Ce que ces chiffres disent du potentiel : de l'ordre de 578 maisons individuelles, environ 493 logements occupés par leur propriétaire, un bassin de travaux structuré autour de CC Arnon Boischaut Cher. Ce volume ne préjuge d'aucune éligibilité individuelle : il indique seulement où se concentrent, à Levet, les situations où le scénario décrit sur cette page a le plus de chances d'être pertinent.
à Levet, le nombre de classes visé dépend de l'état de départ du parc local. On relève 2.17 personne(s) par logement, 624 résidences principales recensées, 93 % de maisons individuelles, en zone climatique H1b. Ces valeurs ne décident d'aucun projet à elles seules, mais elles fixent l'ordre de grandeur dans lequel un chiffrage à Levet est crédible.
Guichet compétent : CC Arnon Boischaut Cher, dont dépend le territoire à Levet. C'est à ce niveau que se vérifient les compléments locaux mobilisables sur un scénario de gain de classes, de deux à quatre — ils ne remplacent pas MaPrimeRénov' mais réduisent le solde à financer.

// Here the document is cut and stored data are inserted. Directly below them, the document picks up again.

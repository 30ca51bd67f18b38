use serde::{Deserialize, Serialize};

/// Coarse relationship class gating proactive cadence and tool-tier defaults.
/// Derived from `(relationship_score, sample_count)` unless a person has a
/// manual override. Ordered loosest-to-closest.
#[derive(Debug, Clone, Copy, PartialEq, Eq, PartialOrd, Ord, Serialize, Deserialize)]
#[serde(rename_all = "snake_case")]
pub enum TrustTier {
    NewContact,
    GettingToKnow,
    Established,
    CloseFriend,
}

impl TrustTier {
    pub fn as_str(&self) -> &'static str {
        match self {
            TrustTier::NewContact => "new_contact",
            TrustTier::GettingToKnow => "getting_to_know",
            TrustTier::Established => "established",
            TrustTier::CloseFriend => "close_friend",
        }
    }

    pub fn parse(s: &str) -> Option<Self> {
        match s {
            "new_contact" => Some(TrustTier::NewContact),
            "getting_to_know" => Some(TrustTier::GettingToKnow),
            "established" => Some(TrustTier::Established),
            "close_friend" => Some(TrustTier::CloseFriend),
            _ => None,
        }
    }
}

/// Rolling engagement counters kept per person, updated as turns land.
#[derive(Debug, Clone, Copy, Default, Serialize, Deserialize)]
pub struct ObservationCounters {
    pub avg_reply_len: f64,
    pub avg_user_len: f64,
    /// Bit `h` set means at least one message was observed in local hour `h`.
    pub active_hours_bitmask: i64,
    pub conversation_count: i64,
    pub sample_count: i64,
}

#[derive(Debug, Clone, Serialize, Deserialize)]
pub struct Person {
    /// `person:<channel>:<channelUserId>`.
    pub id: String,
    pub display_name: Option<String>,
    pub channel: String,
    pub channel_user_id: String,
    pub relationship_score: f64,
    pub trust_tier_override: Option<TrustTier>,
    pub capsule: Option<String>,
    pub public_style_capsule: Option<String>,
    pub counters: ObservationCounters,
    pub created_at_ms: i64,
    pub updated_at_ms: i64,
}

impl Person {
    pub fn person_id(channel: &str, channel_user_id: &str) -> String {
        format!("person:{channel}:{channel_user_id}")
    }

    /// The effective trust tier: an explicit override always wins, otherwise
    /// derived from `(relationship_score, sample_count)`.
    pub fn trust_tier(&self) -> TrustTier {
        self.trust_tier_override
            .unwrap_or_else(|| derive_trust_tier(self.relationship_score, self.counters.sample_count))
    }
}

/// Thresholds chosen so a handful of exchanges don't jump straight to
/// `close_friend` — sample count gates the climb, relationship_score gates
/// how far up within what the sample count allows.
fn derive_trust_tier(relationship_score: f64, sample_count: i64) -> TrustTier {
    if sample_count < 5 {
        return TrustTier::NewContact;
    }
    if sample_count < 20 || relationship_score < 0.3 {
        return TrustTier::GettingToKnow;
    }
    if relationship_score < 0.7 {
        return TrustTier::Established;
    }
    TrustTier::CloseFriend
}

#[derive(Debug, Clone, Copy, PartialEq, Eq, Serialize, Deserialize)]
#[serde(rename_all = "snake_case")]
pub enum FactCategory {
    Preference,
    Personal,
    Plan,
    Professional,
    Relationship,
    Misc,
}

impl FactCategory {
    pub fn as_str(&self) -> &'static str {
        match self {
            FactCategory::Preference => "preference",
            FactCategory::Personal => "personal",
            FactCategory::Plan => "plan",
            FactCategory::Professional => "professional",
            FactCategory::Relationship => "relationship",
            FactCategory::Misc => "misc",
        }
    }

    pub fn parse(s: &str) -> Self {
        match s {
            "preference" => FactCategory::Preference,
            "personal" => FactCategory::Personal,
            "plan" => FactCategory::Plan,
            "professional" => FactCategory::Professional,
            "relationship" => FactCategory::Relationship,
            _ => FactCategory::Misc,
        }
    }
}

#[derive(Debug, Clone, Serialize, Deserialize)]
pub struct Fact {
    pub id: i64,
    pub person_id: Option<String>,
    pub subject: String,
    pub content: String,
    pub category: FactCategory,
    pub evidence_quote: Option<String>,
    pub last_accessed_at_ms: Option<i64>,
    pub created_at_ms: i64,
}

/// A single turn rendered as `USER: ... / FRIEND: ...` for retrieval.
#[derive(Debug, Clone, Serialize, Deserialize)]
pub struct Episode {
    pub id: i64,
    pub chat_id: String,
    pub person_id: Option<String>,
    pub is_group: bool,
    pub content: String,
    pub created_at_ms: i64,
}

#[derive(Debug, Clone, Copy, PartialEq, Eq, Serialize, Deserialize)]
#[serde(rename_all = "snake_case")]
pub enum LessonType {
    Success,
    Failure,
    Observation,
}

impl LessonType {
    pub fn as_str(&self) -> &'static str {
        match self {
            LessonType::Success => "success",
            LessonType::Failure => "failure",
            LessonType::Observation => "observation",
        }
    }

    pub fn parse(s: &str) -> Self {
        match s {
            "success" => LessonType::Success,
            "failure" => LessonType::Failure,
            _ => LessonType::Observation,
        }
    }
}

#[derive(Debug, Clone, Serialize, Deserialize)]
pub struct Lesson {
    pub id: i64,
    pub kind: LessonType,
    pub category: String,
    pub content: String,
    pub rule: Option<String>,
    pub alternative: Option<String>,
    pub person_id: Option<String>,
    pub episode_refs: Option<Vec<i64>>,
    pub confidence: f64,
    pub times_validated: i64,
    pub times_violated: i64,
    pub created_at_ms: i64,
}

#[derive(Debug, Clone, Serialize, Deserialize)]
pub struct GroupCapsule {
    pub chat_id: String,
    pub capsule: String,
    pub updated_at_ms: i64,
}

/// A hybrid-search hit with its fused score, highest first.
#[derive(Debug, Clone, Serialize, Deserialize)]
pub struct ScoredFact {
    pub fact: Fact,
    pub score: f64,
}

#[derive(Debug, Clone, Serialize, Deserialize)]
pub struct ScoredEpisode {
    pub episode: Episode,
    pub score: f64,
}

#[cfg(test)]
mod tests {
    use super::*;

    #[test]
    fn trust_tier_gates_on_sample_count_first() {
        assert_eq!(derive_trust_tier(0.95, 2), TrustTier::NewContact);
    }

    #[test]
    fn trust_tier_climbs_with_score_once_sampled() {
        assert_eq!(derive_trust_tier(0.1, 30), TrustTier::GettingToKnow);
        assert_eq!(derive_trust_tier(0.5, 30), TrustTier::Established);
        assert_eq!(derive_trust_tier(0.8, 30), TrustTier::CloseFriend);
    }

    #[test]
    fn override_wins_over_derived_tier() {
        let mut p = Person {
            id: Person::person_id("cli", "u1"),
            display_name: None,
            channel: "cli".into(),
            channel_user_id: "u1".into(),
            relationship_score: 0.0,
            trust_tier_override: None,
            capsule: None,
            public_style_capsule: None,
            counters: ObservationCounters::default(),
            created_at_ms: 0,
            updated_at_ms: 0,
        };
        assert_eq!(p.trust_tier(), TrustTier::NewContact);
        p.trust_tier_override = Some(TrustTier::CloseFriend);
        assert_eq!(p.trust_tier(), TrustTier::CloseFriend);
    }
}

La part de propriétaires occupants — 79 % à Levet — dessine le volume de projets réellement engageables à court terme sur un scénario de gain de classes, de deux à quatre, soit environ 493 logements. Le reste du parc suppose un montage locatif, avec ses propres conditions d'éligibilité.
Le parc local commande la faisabilité : sur 624 résidences principales, on estime 578 maisons individuelles (93 %) à Levet. L'atteinte du seuil de classe, qui se joue parfois à quelques kWh y devient l'arbitrage dominant, bien avant le choix de matériau, pour un scénario de gain de classes, de deux à quatre.
Base ADEME : 194 diagnostics enregistrés à Levet, soit un taux de 311 pour 1 000 logements. Plus ce taux est élevé, plus la demande adressée à un auditeur énergétique qualifié est soutenue — et plus il faut anticiper la réservation d'un créneau pour un scénario de gain de classes, de deux à quatre (six à dix mois du diagnostic à la réception).
Le choix du scénario change l'assiette : à Levet, elle passe de 30 000 € HT à deux classes à 40 000 € HT dès trois classes. Avec le saut de classes chiffré autour de 66 000 €, l'arbitrage consiste à vérifier si le poste complémentaire nécessaire pour franchir la troisième classe coûte moins que le supplément d'aide qu'il déclenche.
Trois pièces décident du versement à Levet : le devis portant un calcul 3CL-DPE avant et après travaux par le même opérateur, l'attestation RGE de un auditeur énergétique qualifié et le rapport d'audit après travaux et l'attestation de fin de travaux. Leur absence ne fait pas perdre le droit à l'aide — jusqu'à 32 000 € — mais elle en gèle le paiement.
Quatre barèmes, quatre plans de financement à Levet : 32 000 € (bleu), 24 000 € (jaune), 18 000 € (violet) et 4 000 € (rose) sur 40 000 € HT. Le chiffrage de un scénario de gain de classes, de deux à quatre ne prend son sens qu'une fois cette catégorie déterminée.